Collected data
────────────────

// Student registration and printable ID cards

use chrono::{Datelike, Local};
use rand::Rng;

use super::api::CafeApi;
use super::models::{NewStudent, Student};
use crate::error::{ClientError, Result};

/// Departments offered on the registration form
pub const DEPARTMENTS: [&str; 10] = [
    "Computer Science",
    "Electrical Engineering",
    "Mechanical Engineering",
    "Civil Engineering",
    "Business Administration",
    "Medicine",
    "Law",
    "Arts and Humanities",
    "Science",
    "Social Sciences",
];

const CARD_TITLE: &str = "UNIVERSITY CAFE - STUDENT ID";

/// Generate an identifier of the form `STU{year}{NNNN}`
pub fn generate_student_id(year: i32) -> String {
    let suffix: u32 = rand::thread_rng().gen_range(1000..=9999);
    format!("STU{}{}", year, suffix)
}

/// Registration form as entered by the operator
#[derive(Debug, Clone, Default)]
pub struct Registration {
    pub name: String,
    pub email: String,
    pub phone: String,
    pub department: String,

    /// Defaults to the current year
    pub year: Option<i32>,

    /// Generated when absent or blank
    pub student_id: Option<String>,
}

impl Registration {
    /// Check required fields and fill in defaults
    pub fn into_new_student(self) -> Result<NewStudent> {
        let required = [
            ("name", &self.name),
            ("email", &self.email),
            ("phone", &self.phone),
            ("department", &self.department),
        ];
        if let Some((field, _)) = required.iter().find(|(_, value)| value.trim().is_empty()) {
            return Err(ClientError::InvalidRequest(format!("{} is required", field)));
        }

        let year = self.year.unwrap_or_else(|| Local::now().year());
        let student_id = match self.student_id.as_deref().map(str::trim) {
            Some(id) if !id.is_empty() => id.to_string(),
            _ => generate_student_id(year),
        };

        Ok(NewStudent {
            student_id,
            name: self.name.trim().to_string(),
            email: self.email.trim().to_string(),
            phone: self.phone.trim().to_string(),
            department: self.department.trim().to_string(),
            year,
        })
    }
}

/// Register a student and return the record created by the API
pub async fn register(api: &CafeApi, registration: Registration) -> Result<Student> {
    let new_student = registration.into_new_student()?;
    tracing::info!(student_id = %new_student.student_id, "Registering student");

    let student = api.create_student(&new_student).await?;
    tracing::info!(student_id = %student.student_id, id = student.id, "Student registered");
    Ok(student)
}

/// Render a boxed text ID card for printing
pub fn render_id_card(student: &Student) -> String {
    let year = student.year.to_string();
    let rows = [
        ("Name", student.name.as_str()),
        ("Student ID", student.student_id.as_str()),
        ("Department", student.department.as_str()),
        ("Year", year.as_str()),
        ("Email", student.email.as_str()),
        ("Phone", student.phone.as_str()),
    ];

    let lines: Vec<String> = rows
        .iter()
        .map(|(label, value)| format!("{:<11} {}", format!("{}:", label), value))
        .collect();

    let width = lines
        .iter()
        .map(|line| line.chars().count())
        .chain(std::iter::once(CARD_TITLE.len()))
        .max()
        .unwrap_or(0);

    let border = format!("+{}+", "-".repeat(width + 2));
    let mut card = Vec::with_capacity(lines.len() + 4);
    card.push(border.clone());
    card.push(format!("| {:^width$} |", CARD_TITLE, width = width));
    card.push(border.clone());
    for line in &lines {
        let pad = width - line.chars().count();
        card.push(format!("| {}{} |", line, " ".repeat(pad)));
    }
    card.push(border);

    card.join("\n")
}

────────────────

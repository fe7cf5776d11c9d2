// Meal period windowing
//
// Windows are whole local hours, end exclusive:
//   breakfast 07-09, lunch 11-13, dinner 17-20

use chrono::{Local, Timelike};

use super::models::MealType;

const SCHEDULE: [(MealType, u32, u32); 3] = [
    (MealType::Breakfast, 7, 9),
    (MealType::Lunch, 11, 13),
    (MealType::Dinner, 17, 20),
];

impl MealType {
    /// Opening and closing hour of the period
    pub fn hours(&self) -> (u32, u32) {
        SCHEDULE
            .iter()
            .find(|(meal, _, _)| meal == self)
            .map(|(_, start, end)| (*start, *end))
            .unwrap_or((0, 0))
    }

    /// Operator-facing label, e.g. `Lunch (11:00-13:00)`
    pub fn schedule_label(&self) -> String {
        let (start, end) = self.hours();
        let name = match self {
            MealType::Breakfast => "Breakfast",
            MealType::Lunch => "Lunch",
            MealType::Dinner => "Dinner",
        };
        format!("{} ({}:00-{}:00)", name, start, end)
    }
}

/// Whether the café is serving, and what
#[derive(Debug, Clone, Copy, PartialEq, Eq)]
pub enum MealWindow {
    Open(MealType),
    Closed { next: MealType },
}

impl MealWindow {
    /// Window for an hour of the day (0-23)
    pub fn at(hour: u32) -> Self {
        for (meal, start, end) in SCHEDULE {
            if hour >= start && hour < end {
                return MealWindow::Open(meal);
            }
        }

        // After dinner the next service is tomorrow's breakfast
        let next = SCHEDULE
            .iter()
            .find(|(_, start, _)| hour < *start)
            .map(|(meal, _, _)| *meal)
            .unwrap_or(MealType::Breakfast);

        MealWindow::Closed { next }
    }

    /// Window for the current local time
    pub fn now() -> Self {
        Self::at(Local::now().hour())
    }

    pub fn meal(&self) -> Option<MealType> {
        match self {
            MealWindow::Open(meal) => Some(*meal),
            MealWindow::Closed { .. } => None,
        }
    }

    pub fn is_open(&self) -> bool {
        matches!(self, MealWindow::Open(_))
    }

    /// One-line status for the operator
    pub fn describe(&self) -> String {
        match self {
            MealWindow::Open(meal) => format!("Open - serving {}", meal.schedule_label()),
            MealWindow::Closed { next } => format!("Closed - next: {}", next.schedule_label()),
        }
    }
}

────────────────

_EXERCISE PROMPT_.
Your answer should be the lines of the records that include the word "chrono".

_YOUR SOLUTION_.
use chrono::{Datelike, Local};
use chrono::{Local, Timelike};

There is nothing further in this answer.